CLIP-Driven Semantic Discovery Network for Visible-Infrared Person Re-Identification

TL;DR

This work tackles the modality gap in visible-infrared person re-identification by injecting high-level semantic information derived from CLIP into visual representations. It introduces a CLIP-Driven Semantic Discovery Network (CSDN) with Modality-specific Prompt Learners, Semantic Information Integration, and High-level Semantic Embedding to align cross-modality features without image generation. Ablation and extensive experiments on SYSU-MM01 and RegDB demonstrate that CLIP-VIReID and the full CSDN outperform state-of-the-art non-generative VIReID approaches, with optimal performance achieved when modality-specific prompts are fused via attention. The approach offers a practical, scalable path for robust VIReID in real-world, 24/7 surveillance scenarios and suggests future work on leveraging larger multimodal models.

Abstract

Visible-infrared person re-identification (VIReID) primarily deals with matching identities across person images from different modalities. Due to the modality gap between visible and infrared images, cross-modality identity matching poses significant challenges.

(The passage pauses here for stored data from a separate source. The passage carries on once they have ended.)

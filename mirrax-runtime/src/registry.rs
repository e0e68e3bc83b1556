use std::collections::HashMap;

use crate::core::{
    ComponentType, HardwareComponent, LOAD_MAX, LOAD_MIN, TEMPERATURE_MAX, TEMPERATURE_MIN,
};

/// Validated hardware dataset for one server node.
///
/// The registry is immutable after construction. It keeps the components
/// in seed order, the same order every telemetry snapshot preserves, so a
/// registry index stays valid across snapshots.
#[derive(Debug)]
pub struct HardwareRegistry {
    components: Vec<HardwareComponent>,
    index: HashMap<String, usize>,
}

impl HardwareRegistry {
    /// Construct a registry from a seed dataset.
    ///
    /// Construction fails on a duplicate identifier or a malformed entry,
    /// there is no partial registry.
    pub fn new(seed: Vec<HardwareComponent>) -> crate::runtime::Result<Self> {
        let mut index = HashMap::with_capacity(seed.len());

        for (position, component) in seed.iter().enumerate() {
            if component.id.is_empty() {
                return Err(crate::runtime::Error::InvalidComponent(
                    "empty identifier".to_string(),
                ));
            }
            if component.health > 100 {
                return Err(crate::runtime::Error::InvalidComponent(component.id.clone()));
            }
            if !(TEMPERATURE_MIN..=TEMPERATURE_MAX).contains(&component.temperature) {
                return Err(crate::runtime::Error::InvalidComponent(component.id.clone()));
            }
            if !(LOAD_MIN..=LOAD_MAX).contains(&component.load) {
                return Err(crate::runtime::Error::InvalidComponent(component.id.clone()));
            }
            if index.insert(component.id.clone(), position).is_some() {
                return Err(crate::runtime::Error::DuplicateComponent(
                    component.id.clone(),
                ));
            }
        }

        Ok(Self {
            components: seed,
            index,
        })
    }

    /// All components in seed order.
    #[inline]
    pub fn all(&self) -> &[HardwareComponent] {
        &self.components
    }

    /// Look up a component by identifier.
    pub fn by_id(&self, id: &str) -> Option<&HardwareComponent> {
        self.index.get(id).map(|&position| &self.components[position])
    }

    /// All components of the given class, in seed order.
    pub fn by_type(&self, ty: ComponentType) -> impl Iterator<Item = &HardwareComponent> {
        self.components.iter().filter(move |c| c.ty == ty)
    }

    /// Position of a component in the seed order, valid for any snapshot.
    pub fn index_of(&self, id: &str) -> Option<usize> {
        self.index.get(id).copied()
    }

    /// Number of registered components.
    #[inline]
    pub fn len(&self) -> usize {
        self.components.len()
    }

    /// Whether the registry holds no components.
    #[inline]
    pub fn is_empty(&self) -> bool {
        self.components.is_empty()
    }
}

/// Factory default dataset for a single server node.
pub fn default_seed() -> Vec<HardwareComponent> {
    vec![
        HardwareComponent {
            id: "cpu-0".to_string(),
            name: "AMD Ryzen High Performance CPU".to_string(),
            ty: ComponentType::Cpu,
            specs: "16 cores / 32 threads".to_string(),
            health: 98,
            temperature: 42.0,
            load: 15.0,
        },
        HardwareComponent {
            id: "gpu-0".to_string(),
            name: "NVIDIA iGame Flagship GPU".to_string(),
            ty: ComponentType::Gpu,
            specs: "24GB GDDR6X".to_string(),
            health: 95,
            temperature: 55.0,
            load: 32.0,
        },
        HardwareComponent {
            id: "ram-0".to_string(),
            name: "DDR4 High Speed Memory".to_string(),
            ty: ComponentType::Ram,
            specs: "64GB (4x16GB) 3600MHz".to_string(),
            health: 100,
            temperature: 38.0,
            load: 45.0,
        },
        HardwareComponent {
            id: "psu-0".to_string(),
            name: "Great Wall 1200W Platinum PSU".to_string(),
            ty: ComponentType::Psu,
            specs: "1200W 80+ Platinum modular".to_string(),
            health: 99,
            temperature: 35.0,
            load: 25.0,
        },
        HardwareComponent {
            id: "disk-0".to_string(),
            name: "Huawei NVMe Solid State Drive".to_string(),
            ty: ComponentType::Disk,
            specs: "4TB Gen4 NVMe".to_string(),
            health: 92,
            temperature: 40.0,
            load: 8.0,
        },
    ]
}

#[cfg(test)]
mod tests {
    use super::*;

    #[test]
    fn test_default_seed_is_valid() {
        let registry = HardwareRegistry::new(default_seed()).unwrap();

        assert_eq!(registry.len(), 5);
        assert!(!registry.is_empty());
    }

    #[test]
    fn test_lookup_by_id() {
        let registry = HardwareRegistry::new(default_seed()).unwrap();

        let cpu = registry.by_id("cpu-0").unwrap();
        assert_eq!(cpu.ty, ComponentType::Cpu);
        assert_eq!(cpu.health, 98);

        assert!(registry.by_id("cpu-9").is_none());
    }

    #[test]
    fn test_lookup_by_type() {
        let registry = HardwareRegistry::new(default_seed()).unwrap();

        let disks: Vec<_> = registry.by_type(ComponentType::Disk).collect();
        assert_eq!(disks.len(), 1);
        assert_eq!(disks[0].id, "disk-0");

        assert_eq!(registry.by_type(ComponentType::Fan).count(), 0);
    }

    #[test]
    fn test_index_matches_seed_order() {
        let registry = HardwareRegistry::new(default_seed()).unwrap();

        assert_eq!(registry.index_of("cpu-0"), Some(0));
        assert_eq!(registry.index_of("disk-0"), Some(4));
        assert_eq!(registry.index_of("fan-0"), None);

        for (position, component) in registry.all().iter().enumerate() {
            assert_eq!(registry.index_of(&component.id), Some(position));
        }
    }

    #[test]
    fn test_duplicate_id_is_fatal() {
        let mut seed = default_seed();
        seed.push(HardwareComponent {
            id: "cpu-0".to_string(),
            name: "Second CPU".to_string(),
            ty: ComponentType::Cpu,
            specs: String::new(),
            health: 100,
            temperature: 40.0,
            load: 10.0,
        });

        let error = HardwareRegistry::new(seed).unwrap_err();
        assert!(matches!(
            error,
            crate::runtime::Error::DuplicateComponent(id) if id == "cpu-0"
        ));
    }

    #[test]
    fn test_malformed_entries_are_fatal() {
        let mut seed = default_seed();
        seed[0].id = String::new();
        assert!(HardwareRegistry::new(seed).is_err());

        let mut seed = default_seed();
        seed[0].health = 101;
        assert!(HardwareRegistry::new(seed).is_err());

        let mut seed = default_seed();
        seed[1].temperature = 90.0;
        assert!(HardwareRegistry::new(seed).is_err());

        let mut seed = default_seed();
        seed[1].load = -1.0;
        assert!(HardwareRegistry::new(seed).is_err());
    }

    #[test]
    fn test_empty_registry_is_allowed() {
        let registry = HardwareRegistry::new(Vec::new()).unwrap();

        assert!(registry.is_empty());
        assert_eq!(registry.len(), 0);
    }
}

Recognizing that high-level semantics of pedestrian appearance, such as gender, shape, and clothing style, remain consistent across modalities, this paper intends to bridge the modality gap by infusing visual features with high-level semantics. Given the capability of CLIP to sense high-level semantic information corresponding to visual representations, we explore the application of CLIP within the domain of VIReID. Consequently, we propose a CLIP-Driven Semantic Discovery Network (CSDN) that consists of Modality-specific Prompt Learner, Semantic Information Integration (SII), and High-level Semantic Embedding (HSE). Specifically, considering the diversity stemming from modality discrepancies in language descriptions, we devise bimodal learnable text tokens to capture modality-private semantic information for visible and infrared images, respectively. Additionally, acknowledging the complementary nature of semantic details across different modalities, we integrate text features from the bimodal language descriptions to achieve comprehensive semantics. Finally, we establish a connection between the integrated text features and the visual features across modalities. This process embed rich high-level semantic information into visual representations, thereby promoting the modality invariance of visual representations. The effectiveness and superiority of our proposed CSDN over existing methods have been substantiated through experimental evaluations on multiple widely used benchmarks. The code will be released at \url{https://github.com/nengdong96/CSDN}.

Figures (5)

• Figure 1: The core motivation of this paper. The image features of visible and infrared modalities exhibit significant modality discrepancies (see (a)), while their corresponding text features reveal no such disparities (see (b)). Consequently, employing textual features as a bridge to align visual representations across diverse modalities is deemed feasible.
• Figure 2: Overview of the proposed method. The entire learning process of our CSDN includes three stages. Stage 1 (MsPL): Given image samples across modalities, we design bimodal prompt learners to generate natural language descriptions corresponding to visible and infrared images respectively. Stage 2 (SII): Considering the semantic complementarity of descriptions in different modalities, we devise an attention fusion module to integrate their semantic details. Stage 3 (HSE): With the guidance of the integrated rich complementary semantics, we inject the semantic information into visual representations of visible and infrared images, promoting their modality invariance.
• Figure 3: Our idea of applying CLIP on VIReID, and we name it CLIP-VIReID. Specifically, to harness CLIP’s potent capabilities, we build a learnable language description to acquire semantic information for pairs of cross-modality images. Subsequently, we employ the obtained semantics to establish connections of visual representations across different modalities.
• Figure 4: Visualization of spatial discriminative regions. The images are arranged from left to right in the following order: original image, heatmap obtained by Baseline, CLIP Pre-trained, CLIP-VIReID, CSDN#1, CSDN#2, and CSDN#3.
• Figure 5: The effect analysis on different hyper-parameters $\lambda_{1}$, $\lambda_{2}$, and $\lambda_{3}$. Rank-1 accuracy and mAP are reported. Note that when one of the hyper-parameters is analyzed, the remaining two are fixed at the optimal values.